Também como o PCC faz uso de uma caixinha e também visa resgates:

11 – Os fundos que forem arrecadados por cada membro do CRBC, em liberdade, têm por objetivo, RESGATAR OS SEUS COMANDADOS e, quando o membro do CRBC estiver com problemas, sejam estes quais forem, sendo o (CERTO) deverá ser apoiado.”

Também faz uso da pena capital:

“14 – O CRBC, não dará oportunidades, para o caso de FALHAS ou TRAIÇÕES para com um membro do CRBC. A pena prevista para este caso será a EXECUÇÃO SUMÁRIA”

Apesar de sempre ter trabalhado em Unidades onde eram territórios do PCC, por diversas vezes o Estado aplicando uma pena especial, prevenção especial negativa, visando à neutralização, a eliminação transferia membros do CRBC para presídios do PCC. Várias vezes vi viaturas dentro do Setor de Portaria com presos do CRBC em seu interior, quando chegavam à Unidade e descobriam que estavam em “cadeia do PCC” quase viravam a viatura, pois começavam a balançá-la e diziam que nós teríamos que matá-los pois eles não iriam morrer nas mãos dos vermes (PCC). Outro dia ao chegar à Unidade fui informado que “haviam transferido” mais de 10 presos do CRBC a Unidade. Fui até eles conversar e saber mais de perto dessa política criminógena do Estado. Eu sabia que os presos podiam nos pegar como reféns e fazer uma rebelião e destruir toda a Unidade para chegarem até eles para matá-los.

Quando cheguei à cela da inclusão vi que um preso estava de pé em frente à cela e perguntei ao mesmo porque ele estava ali em pé (não é costumeiro presos ficarem próximos as portas das celas). Ele me disse que era a vez dele de ficar na segurança, porque ele sabia que estava na cadeia do PCC e que já tinha sido alertado pelos próprios presos do PCC através de gritos que ecoavam pela Unidade que corriam risco de morte.

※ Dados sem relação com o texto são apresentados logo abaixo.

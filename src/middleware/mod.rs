pub mod security_headers;
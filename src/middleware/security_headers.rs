use axum::{
    body::Body,
    http::{HeaderName, HeaderValue, Request, Response},
    middleware::Next,
};

// JSON-only API: nothing may be framed, scripted or sniffed.
const HEADERS: [(&str, &str); 4] = [
    (
        "content-security-policy",
        "default-src 'none'; frame-ancestors 'none'; base-uri 'none'",
    ),
    ("referrer-policy", "no-referrer"),
    ("x-content-type-options", "nosniff"),
    ("x-frame-options", "DENY"),
];

/// Adds security headers to every response that doesn't already set them.
pub async fn security_headers_middleware(req: Request<Body>, next: Next) -> Response<Body> {
    let mut res = next.run(req).await;

    for (name, value) in HEADERS {
        if res.headers().get(name).is_none() {
            res.headers_mut().insert(
                HeaderName::from_static(name),
                HeaderValue::from_static(value),
            );
        }
    }

    res
}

O “Vai morrer!” ecoava na cadeia. Ele me disse que o PCC costumava decapitá-los, mas antes os torturavam de diversas formas.

Recordo-me quando o fundador do CRBC esteve na cadeia aonde eu trabalhava. Ele comandava o Setor de Cozinha, “cortava” os presos que trabalhavam no setor, selecionando assim “a dedo” quem o mesmo queria naquele setor. Tomava a frente de tudo naquele setor. Ele apavorava os presos daquele setor, um dia chegou a bater na face de um deles. Esse preso estava de posse de uma faca e não aceitou tal fato, afinal de contas “Em rosto que mamãe alisa e beija, homem algum pode bater e permanecer vivo” (essa é uma frase muito utilizada pelos criminosos).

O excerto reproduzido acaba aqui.